Daily Kos

Against The Common Good: A Review of Tomasky, Pt. 1

Tue May 09, 2006 at 10:39:23 PM PDT

For a piece the aim of which is to pull all us Democrats together, Tomasky's essay in the American Prospect is an untidy bundle. He takes a few potshots at multi-culturalism, re-tells the history of the twentieth century Democratic Party as the story of why his big framing idea is the one that works, and clutches to his breast cherished ideas of patriotism, self-sacrifice and community-spirit only a real ogre would cavil at.

People on DKos have been writing about this essay like it's the second coming. To me, it's straight from the paint-by-numbers of school of Democratic Party ideology. It's the remarketing of rhetoric we've all heard before. It's really very tired. And it leads straight to electoral Dukakisville.
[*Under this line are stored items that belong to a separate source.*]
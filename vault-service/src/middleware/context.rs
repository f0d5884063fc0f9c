use axum::{
    async_trait,
    extract::{ConnectInfo, FromRequestParts},
    http::request::Parts,
};
use service_core::middleware::tracing::RequestId;
use std::convert::Infallible;
use std::net::SocketAddr;

use crate::services::RequestContext;

#[async_trait]
impl<S> FromRequestParts<S> for RequestContext
where
    S: Send + Sync,
{
    type Rejection = Infallible;

    async fn from_request_parts(parts: &mut Parts, _state: &S) -> Result<Self, Self::Rejection> {
        let peer = parts
            .extensions
            .get::<ConnectInfo<SocketAddr>>()
            .map(|ConnectInfo(addr)| *addr);
        let request_id = parts.extensions.get::<RequestId>().map(|id| id.0.clone());

        Ok(RequestContext::from_parts(&parts.headers, peer, request_id))
    }
}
Probably the most frequent mistake of sub-par political thinkers is the unspoken assumption that politics is a world unto itself, where parties and candidates win and lose based on their quality of their arguments and the efficacy of their policies and that's that. But if Marx was right about anything, it is that economics shapes politics and culture, and our analysis of the political begins with an understanding of the material circumstances that undergird people's lives.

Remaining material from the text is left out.